Nasza Loteria NaM - pasek na kartach artykułów

Premiera spektaklu "Miasto Szklanych Słoni". Cudowna zbrodnia na formie?

Piotr Ciastek
Chwalony za spektakl „Sprzedawcy gumek“ reżyser Andrzej Bartnikowski wziął tym razem na tapetę powieść Mariusza Sieniewicza „Miasto Szklanych Słoni“, niestety w tym przypadku twórca pogubił się w zawiłościach materiału źródłowego i stworzył niemal jego parodię. Na spektakl jednak iść warto, chociażby po to, by zobaczyć, ile dali z siebie częstochowscy aktorzy.

Prapremiera adaptacji powieści odbyła się w miniony weekend. Po spektaklu widzowie mieli mieszane uczucia i trudno się im dziwić, bo przedstawienie jest nierówne, ginie w odmętach dymu i absurdu, niestety absurdu często niezamierzonego...

Spektakl jak i powieść opowiadają o prowincjonalnym mieście, w którym znajduje się huta, produkująca m.in. szklane ozdoby – słonie z uniesioną trąbą; szpital, gdzie panują osobliwe zwyczaje i podaje się krople na lepsze widzenie świata; dwugwiazdkowy hotel Hilton, w którym podobno nocował sam Władysław Gomułka, a teraz miejskie elity próbują wywołać jego ducha. Wszystko to oderwane jest od rzeczywistości, niejednoznaczne i surrealistyczne. Nawet gdy pojawiają się pewne skojarzenia z teatrem formy Gombrowicza, dramatami Witkacego, czy eksperymentami teatru Grotowskiego, to zaraz wkrada się coś, co burzy nasze postrzeganie tego, co obserwujemy na scenie.

Nie jednak fabuła w samym spektaklu jest najważniejsza, a sama jego forma, która miała wywołać u widzów potrzebę zastanowienia się nad rzeczywistością i tym, jak ją postrzegamy. We własnej narracji rzeczywistości czujemy się wygodnie i bezpiecznie, a jednak, gdy zderzamy się z punktem widzenia innych, pojawia się niepokój i pytanie, co zrobić, gdy pewne schematy zostają nam narzucane? Pozornie przedziwny świat zaprezentowany w spektaklu to nic innego, jak próba przełamania schematów, zaserwowane udziwnienia mają pokazać, że władzę ma ten, kto mówi i opisuje rzeczywistość. Nie bez powodu już na samym początku bohater Jan Kwiecisty, grany przez Antoniego Rota, przełamuje czwartą ścianę, zwraca się bezpośrednio do widzów i to on snuje historię zaprezentowaną na scenie.

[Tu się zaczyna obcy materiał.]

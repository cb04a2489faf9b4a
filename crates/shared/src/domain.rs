use std::fmt;

use serde::{Deserialize, Serialize};

macro_rules! name_newtype {
    ($name:ident) => {
        #[derive(Debug, Clone, PartialEq, Eq, Hash, PartialOrd, Ord, Serialize, Deserialize)]
        #[serde(transparent)]
        pub struct $name(pub String);

        impl $name {
            pub fn new(value: impl Into<String>) -> Self {
                Self(value.into())
            }

            pub fn as_str(&self) -> &str {
                &self.0
            }
        }

        impl AsRef<str> for $name {
            fn as_ref(&self) -> &str {
                &self.0
            }
        }

        impl fmt::Display for $name {
            fn fmt(&self, f: &mut fmt::Formatter<'_>) -> fmt::Result {
                f.write_str(&self.0)
            }
        }

        impl From<&str> for $name {
            fn from(value: &str) -> Self {
                Self(value.to_string())
            }
        }

        impl From<String> for $name {
            fn from(value: String) -> Self {
                Self(value)
            }
        }
    };
}

// Top-level division, identified only by its short code (e.g. "SP").
name_newtype!(Region);
// Second-level division, identified by display name within one region.
name_newtype!(SubRegion);
name_newtype!(ScreenId);

/// Screen the location picker hands off to when none is configured.
pub const DEFAULT_HANDOFF_SCREEN: &str = "Points";

/// The user's picks at both levels. `None` is the unset sentinel.
#[derive(Debug, Clone, Default, PartialEq, Eq)]
pub struct Selection {
    pub region: Option<Region>,
    pub sub_region: Option<SubRegion>,
}

impl Selection {
    pub fn new(region: impl Into<Region>, sub_region: impl Into<SubRegion>) -> Self {
        Self {
            region: Some(region.into()),
            sub_region: Some(sub_region.into()),
        }
    }

    pub fn is_complete(&self) -> bool {
        self.region.is_some() && self.sub_region.is_some()
    }
}

/// Input handed to the next screen's initializer.
#[derive(Debug, Clone, Default, PartialEq, Eq, Serialize, Deserialize)]
#[serde(rename_all = "camelCase")]
pub struct HandoffPayload {
    pub region: Option<String>,
    pub sub_region: Option<String>,
}

impl HandoffPayload {
    /// `key=value` rendering for transports that only carry text. Unset fields are omitted.
    pub fn text_pairs(&self) -> Vec<(String, String)> {
        let mut pairs = Vec::with_capacity(2);
        if let Some(region) = &self.region {
            pairs.push(("region".to_string(), region.clone()));
        }
        if let Some(sub_region) = &self.sub_region {
            pairs.push(("subRegion".to_string(), sub_region.clone()));
        }
        pairs
    }
}

impl From<&Selection> for HandoffPayload {
    fn from(selection: &Selection) -> Self {
        Self {
            region: selection.region.as_ref().map(|r| r.0.clone()),
            sub_region: selection.sub_region.as_ref().map(|s| s.0.clone()),
        }
    }
}
//! Event-driven host for one `SelectionState`.
//!
//! User picks mutate the state synchronously. Directory calls run as tokio
//! tasks and their results come back over a channel; each result is applied
//! as one discrete event by `next_event` or `drain_ready_events`. Nothing is
//! cancelled: superseded sub-region responses are dropped on arrival.

use std::sync::Arc;

use shared::{
    domain::{Region, ScreenId, SubRegion},
    error::DirectoryError,
};
use tokio::{sync::mpsc, task::JoinError};
use tracing::{debug, warn};

use crate::{
    handoff::{self, Navigator},
    selection::{
        ResponseOutcome, SelectionError, SelectionState, SubRegionStatus, SubRegionTicket,
    },
    DirectoryClient,
};

#[derive(Debug)]
pub enum DirectoryEvent {
    RegionsLoaded(Result<Vec<Region>, DirectoryError>),
    SubRegionsLoaded {
        ticket: SubRegionTicket,
        result: Result<Vec<SubRegion>, DirectoryError>,
    },
}

#[derive(Debug, Clone, PartialEq, Eq)]
pub enum EventOutcome {
    Regions(ResponseOutcome),
    SubRegions {
        region: Region,
        outcome: ResponseOutcome,
    },
}

pub struct LocationScreen {
    state: SelectionState,
    directory: Arc<dyn DirectoryClient>,
    events_tx: mpsc::UnboundedSender<DirectoryEvent>,
    events_rx: mpsc::UnboundedReceiver<DirectoryEvent>,
    in_flight: usize,
}

impl LocationScreen {
    /// Creates the screen and starts the region fetch. Must run inside a tokio runtime.
    pub fn mount(directory: Arc<dyn DirectoryClient>) -> Self {
        let (events_tx, events_rx) = mpsc::unbounded_channel();
        let mut screen = Self {
            state: SelectionState::new(),
            directory,
            events_tx,
            events_rx,
            in_flight: 0,
        };
        screen.spawn_regions_fetch();
        screen
    }

    pub fn state(&self) -> &SelectionState {
        &self.state
    }

    /// Directory responses issued but not yet applied, stale ones included.
    pub fn in_flight(&self) -> usize {
        self.in_flight
    }

    pub fn select_region(&mut self, region: impl Into<Region>) -> Result<(), SelectionError> {
        let ticket = self.state.select_region(region.into())?;
        self.spawn_sub_regions_fetch(ticket);
        Ok(())
    }

    pub fn select_sub_region(
        &mut self,
        sub_region: impl Into<SubRegion>,
    ) -> Result<(), SelectionError> {
        self.state.select_sub_region(sub_region.into())
    }

    /// Waits for the next directory response and applies it.
    /// Returns `None` when no request is outstanding.
    pub async fn next_event(&mut self) -> Option<EventOutcome> {
        if self.in_flight == 0 {
            return None;
        }
        let event = self.events_rx.recv().await?;
        Some(self.apply(event))
    }

    /// Applies every response that has already arrived, without waiting.
    pub fn drain_ready_events(&mut self) -> Vec<EventOutcome> {
        let mut outcomes = Vec::new();
        while let Ok(event) = self.events_rx.try_recv() {
            outcomes.push(self.apply(event));
        }
        outcomes
    }

    pub fn confirm(&self, screen: &ScreenId, navigator: &dyn Navigator) {
        handoff::confirm(self.state.selection(), screen, navigator);
    }

    fn spawn_regions_fetch(&mut self) {
        let directory = Arc::clone(&self.directory);
        let events_tx = self.events_tx.clone();
        self.in_flight += 1;
        debug!("fetching region list");
        tokio::spawn(async move {
            let fetch = tokio::spawn(async move { directory.fetch_regions().await });
            let result = fetch.await.unwrap_or_else(|err| Err(task_failure(err)));
            let _ = events_tx.send(DirectoryEvent::RegionsLoaded(result));
        });
    }

    fn spawn_sub_regions_fetch(&mut self, ticket: SubRegionTicket) {
        let directory = Arc::clone(&self.directory);
        let events_tx = self.events_tx.clone();
        self.in_flight += 1;
        debug!(
            region = %ticket.region(),
            generation = ticket.generation(),
            "fetching sub-region list"
        );
        let region = ticket.region().clone();
        tokio::spawn(async move {
            let fetch = tokio::spawn(async move { directory.fetch_sub_regions(&region).await });
            let result = fetch.await.unwrap_or_else(|err| Err(task_failure(err)));
            let _ = events_tx.send(DirectoryEvent::SubRegionsLoaded { ticket, result });
        });
    }

    fn apply(&mut self, event: DirectoryEvent) -> EventOutcome {
        self.in_flight = self.in_flight.saturating_sub(1);
        match event {
            DirectoryEvent::RegionsLoaded(result) => {
                if let Err(err) = &result {
                    warn!("region list unavailable: {err}");
                }
                EventOutcome::Regions(self.state.apply_regions(result))
            }
            DirectoryEvent::SubRegionsLoaded { ticket, result } => {
                let outcome = self.state.apply_sub_regions(&ticket, result);
                match (&outcome, self.state.sub_regions()) {
                    (ResponseOutcome::Stale, _) => debug!(
                        region = %ticket.region(),
                        generation = ticket.generation(),
                        "dropping stale sub-region response"
                    ),
                    (ResponseOutcome::Accepted, SubRegionStatus::Failed(err)) => {
                        warn!(region = %ticket.region(), "sub-region list unavailable: {err}")
                    }
                    (ResponseOutcome::Accepted, _) => {
                        debug!(region = %ticket.region(), "sub-region list applied")
                    }
                }
                EventOutcome::SubRegions {
                    region: ticket.region().clone(),
                    outcome,
                }
            }
        }
    }
}

// A panicking or aborted fetch still has to resolve its event.
fn task_failure(err: JoinError) -> DirectoryError {
    DirectoryError::network(format!("directory task failed: {err}"))
}

#[cfg(test)]
#[path = "tests/screen_tests.rs"]
mod tests;
use super::*;
use async_trait::async_trait;
use shared::domain::HandoffPayload;
use std::{
    collections::{HashMap, VecDeque},
    sync::Mutex as StdMutex,
    time::Duration,
};
use tokio::sync::{oneshot, Mutex};

type SubRegionResult = Result<Vec<SubRegion>, DirectoryError>;

struct ScriptedDirectory {
    regions: Mutex<Option<Result<Vec<Region>, DirectoryError>>>,
    gates: Mutex<HashMap<Region, VecDeque<oneshot::Receiver<SubRegionResult>>>>,
    sub_region_calls: Mutex<Vec<Region>>,
}

impl ScriptedDirectory {
    fn with_regions(result: Result<Vec<Region>, DirectoryError>) -> Self {
        Self {
            regions: Mutex::new(Some(result)),
            gates: Mutex::new(HashMap::new()),
            sub_region_calls: Mutex::new(Vec::new()),
        }
    }

    fn serving(codes: &[&str]) -> Self {
        Self::with_regions(Ok(codes.iter().map(|code| Region::from(*code)).collect()))
    }

    /// Holds the next `fetch_sub_regions(region)` until the returned sender fires.
    async fn gate(&self, region: &str) -> oneshot::Sender<SubRegionResult> {
        let (tx, rx) = oneshot::channel();
        self.gates
            .lock()
            .await
            .entry(Region::from(region))
            .or_default()
            .push_back(rx);
        tx
    }
}

#[async_trait]
impl DirectoryClient for ScriptedDirectory {
    async fn fetch_regions(&self) -> Result<Vec<Region>, DirectoryError> {
        self.regions
            .lock()
            .await
            .take()
            .unwrap_or_else(|| Err(DirectoryError::network("regions requested twice")))
    }

    async fn fetch_sub_regions(&self, region: &Region) -> SubRegionResult {
        self.sub_region_calls.lock().await.push(region.clone());
        let gate = self
            .gates
            .lock()
            .await
            .get_mut(region)
            .and_then(VecDeque::pop_front);
        match gate {
            Some(rx) => rx
                .await
                .unwrap_or_else(|_| Err(DirectoryError::network("gate dropped"))),
            None => Ok(Vec::new()),
        }
    }
}

struct PanickingDirectory {
    regions: Vec<Region>,
}

#[async_trait]
impl DirectoryClient for PanickingDirectory {
    async fn fetch_regions(&self) -> Result<Vec<Region>, DirectoryError> {
        if self.regions.is_empty() {
            panic!("region directory crashed");
        }
        Ok(self.regions.clone())
    }

    async fn fetch_sub_regions(&self, _region: &Region) -> SubRegionResult {
        panic!("sub-region directory crashed");
    }
}

#[derive(Default)]
struct RecordingNavigator {
    calls: StdMutex<Vec<(ScreenId, HandoffPayload)>>,
}

impl Navigator for RecordingNavigator {
    fn navigate(&self, screen: &ScreenId, payload: HandoffPayload) {
        self.calls
            .lock()
            .expect("navigator lock")
            .push((screen.clone(), payload));
    }
}

fn names(values: &[&str]) -> Vec<SubRegion> {
    values.iter().map(|value| SubRegion::from(*value)).collect()
}

async fn mounted(directory: &Arc<ScriptedDirectory>) -> LocationScreen {
    let mut screen = LocationScreen::mount(directory.clone());
    assert_eq!(
        screen.next_event().await,
        Some(EventOutcome::Regions(ResponseOutcome::Accepted))
    );
    screen
}

#[tokio::test]
async fn complete_flow_hands_off_selection() {
    let directory = Arc::new(ScriptedDirectory::serving(&["SP", "RJ"]));
    let sp_gate = directory.gate("SP").await;
    let mut screen = mounted(&directory).await;

    assert_eq!(
        screen.state().regions(),
        &crate::RegionStatus::Ready(vec![Region::from("SP"), Region::from("RJ")])
    );
    assert_eq!(screen.state().selected_region(), None);

    screen.select_region("SP").expect("select SP");
    assert_eq!(screen.state().sub_regions(), &SubRegionStatus::Loading);
    assert_eq!(screen.state().selected_sub_region(), None);

    sp_gate
        .send(Ok(names(&["Campinas", "Santos"])))
        .expect("release SP");
    assert_eq!(
        screen.next_event().await,
        Some(EventOutcome::SubRegions {
            region: Region::from("SP"),
            outcome: ResponseOutcome::Accepted,
        })
    );
    assert_eq!(
        screen.state().sub_regions(),
        &SubRegionStatus::Ready(names(&["Campinas", "Santos"]))
    );

    screen.select_sub_region("Campinas").expect("select Campinas");

    let navigator = RecordingNavigator::default();
    screen.confirm(&ScreenId::from("Points"), &navigator);
    let calls = navigator.calls.lock().expect("navigator lock");
    assert_eq!(
        calls.as_slice(),
        &[(
            ScreenId::from("Points"),
            HandoffPayload {
                region: Some("SP".into()),
                sub_region: Some("Campinas".into()),
            }
        )]
    );
}

#[tokio::test]
async fn superseded_response_arriving_last_is_discarded() {
    let directory = Arc::new(ScriptedDirectory::serving(&["SP", "RJ"]));
    let sp_gate = directory.gate("SP").await;
    let rj_gate = directory.gate("RJ").await;
    let mut screen = mounted(&directory).await;

    screen.select_region("SP").expect("select SP");
    screen.select_region("RJ").expect("select RJ");
    assert_eq!(screen.in_flight(), 2);

    rj_gate.send(Ok(names(&["B", "C"]))).expect("release RJ");
    assert_eq!(
        screen.next_event().await,
        Some(EventOutcome::SubRegions {
            region: Region::from("RJ"),
            outcome: ResponseOutcome::Accepted,
        })
    );

    sp_gate.send(Ok(names(&["A"]))).expect("release SP");
    assert_eq!(
        screen.next_event().await,
        Some(EventOutcome::SubRegions {
            region: Region::from("SP"),
            outcome: ResponseOutcome::Stale,
        })
    );

    assert_eq!(
        screen.state().sub_regions(),
        &SubRegionStatus::Ready(names(&["B", "C"]))
    );
    assert_eq!(screen.state().selected_region(), Some(&Region::from("RJ")));
    assert_eq!(screen.next_event().await, None);
}

#[tokio::test]
async fn superseded_response_arriving_first_is_discarded() {
    let directory = Arc::new(ScriptedDirectory::serving(&["SP", "RJ"]));
    let sp_gate = directory.gate("SP").await;
    let rj_gate = directory.gate("RJ").await;
    let mut screen = mounted(&directory).await;

    screen.select_region("SP").expect("select SP");
    screen.select_region("RJ").expect("select RJ");

    sp_gate.send(Ok(names(&["A"]))).expect("release SP");
    assert_eq!(
        screen.next_event().await,
        Some(EventOutcome::SubRegions {
            region: Region::from("SP"),
            outcome: ResponseOutcome::Stale,
        })
    );
    assert_eq!(screen.state().sub_regions(), &SubRegionStatus::Loading);

    rj_gate.send(Ok(names(&["B", "C"]))).expect("release RJ");
    screen.next_event().await;
    assert_eq!(
        screen.state().sub_regions(),
        &SubRegionStatus::Ready(names(&["B", "C"]))
    );
}

#[tokio::test]
async fn region_failure_never_requests_sub_regions() {
    let directory = Arc::new(ScriptedDirectory::with_regions(Err(
        DirectoryError::network("connection refused"),
    )));
    let mut screen = LocationScreen::mount(directory.clone());

    assert_eq!(
        screen.next_event().await,
        Some(EventOutcome::Regions(ResponseOutcome::Accepted))
    );
    assert!(matches!(
        screen.state().regions(),
        crate::RegionStatus::Failed(DirectoryError::Network(_))
    ));
    assert_eq!(
        screen.select_region("SP"),
        Err(SelectionError::RegionsNotReady)
    );
    assert_eq!(screen.in_flight(), 0);
    assert!(directory.sub_region_calls.lock().await.is_empty());
}

#[tokio::test]
async fn every_region_pick_triggers_a_fetch() {
    let directory = Arc::new(ScriptedDirectory::serving(&["SP", "RJ"]));
    let mut screen = mounted(&directory).await;

    screen.select_region("SP").expect("select SP");
    screen.select_region("SP").expect("reselect SP");
    screen.select_region("RJ").expect("select RJ");

    while screen.next_event().await.is_some() {}

    let mut calls = directory.sub_region_calls.lock().await.clone();
    calls.sort();
    assert_eq!(
        calls,
        vec![Region::from("RJ"), Region::from("SP"), Region::from("SP")]
    );
    assert_eq!(screen.state().selected_region(), Some(&Region::from("RJ")));
    assert_eq!(screen.state().sub_regions(), &SubRegionStatus::Ready(Vec::new()));
}

#[tokio::test]
async fn failed_sub_region_fetch_can_be_retried_by_reselecting() {
    let directory = Arc::new(ScriptedDirectory::serving(&["SP"]));
    let first = directory.gate("SP").await;
    let second = directory.gate("SP").await;
    let mut screen = mounted(&directory).await;

    screen.select_region("SP").expect("select SP");
    first
        .send(Err(DirectoryError::decode("unexpected payload")))
        .expect("release first");
    screen.next_event().await;
    assert!(matches!(
        screen.state().sub_regions(),
        SubRegionStatus::Failed(DirectoryError::Decode(_))
    ));

    screen.select_region("SP").expect("reselect SP");
    second.send(Ok(names(&["Campinas"]))).expect("release second");
    screen.next_event().await;
    assert_eq!(
        screen.state().sub_regions(),
        &SubRegionStatus::Ready(names(&["Campinas"]))
    );
}

#[tokio::test]
async fn drain_applies_only_arrived_responses() {
    let directory = Arc::new(ScriptedDirectory::serving(&["SP"]));
    let gate = directory.gate("SP").await;
    let mut screen = mounted(&directory).await;

    screen.select_region("SP").expect("select SP");
    assert!(screen.drain_ready_events().is_empty());
    assert_eq!(screen.state().sub_regions(), &SubRegionStatus::Loading);

    gate.send(Ok(names(&["Santos"]))).expect("release");
    let mut outcomes = Vec::new();
    for _ in 0..100 {
        outcomes.extend(screen.drain_ready_events());
        if screen.in_flight() == 0 {
            break;
        }
        tokio::time::sleep(Duration::from_millis(10)).await;
    }

    assert_eq!(
        outcomes,
        vec![EventOutcome::SubRegions {
            region: Region::from("SP"),
            outcome: ResponseOutcome::Accepted,
        }]
    );
    assert_eq!(
        screen.state().sub_regions(),
        &SubRegionStatus::Ready(names(&["Santos"]))
    );
}

#[tokio::test]
async fn panicking_region_fetch_ends_in_failed_state() {
    let directory = Arc::new(PanickingDirectory {
        regions: Vec::new(),
    });
    let mut screen = LocationScreen::mount(directory);

    let outcome = tokio::time::timeout(Duration::from_secs(2), screen.next_event())
        .await
        .expect("region event must arrive");
    assert_eq!(
        outcome,
        Some(EventOutcome::Regions(ResponseOutcome::Accepted))
    );
    assert!(
        matches!(
            screen.state().regions(),
            crate::RegionStatus::Failed(DirectoryError::Network(message))
                if message.contains("directory task failed")
        ),
        "unexpected state: {:?}",
        screen.state().regions()
    );
    assert_eq!(screen.in_flight(), 0);
}

#[tokio::test]
async fn panicking_sub_region_fetch_ends_in_failed_state() {
    let directory = Arc::new(PanickingDirectory {
        regions: vec![Region::from("SP")],
    });
    let mut screen = LocationScreen::mount(directory);
    screen.next_event().await;

    screen.select_region("SP").expect("select SP");
    let outcome = tokio::time::timeout(Duration::from_secs(2), screen.next_event())
        .await
        .expect("sub-region event must arrive");

    assert_eq!(
        outcome,
        Some(EventOutcome::SubRegions {
            region: Region::from("SP"),
            outcome: ResponseOutcome::Accepted,
        })
    );
    assert!(matches!(
        screen.state().sub_regions(),
        SubRegionStatus::Failed(DirectoryError::Network(_))
    ));
    assert_eq!(screen.next_event().await, None);
}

Niestety sposób opowiadania, który zaserwował nam reżyser spektaklu nijak się ma do samej idei zaprezentowanej w powieści. Cały spektakl to zlepek scen, które mają wzbudzić u widzów poczucie "dziwności". Wzbudzają jednak głównie śmiech politowania i poczucie zażenowania u widza. Parafrazując słowa, które padły z ust jednego z bohaterów, to przedstawienie nie jest cudowną zbrodnią na formie. To zbrodnia na widzach.

Dialogi i sytuacje, które w pewnych momentach miały rozbawić widownię wzbudziły u wielu drwiący śmiech. Nie pomogła zasłona dymna, która kilkukrotnie zasnuwała niemal całą widownię (jak tłumaczył po premierze dyrektor teatru: raz dym idzie w górę, a raz na widownię i tym razem zdarzyło się to drugie). Trudno znaleźć w tym potoku wypowiadanych kwestii jakiś interesujący punkt zaczepienia. Odnosiło się nawet wrażenie, że sami aktorzy nie wiedzieli co i po co mówią.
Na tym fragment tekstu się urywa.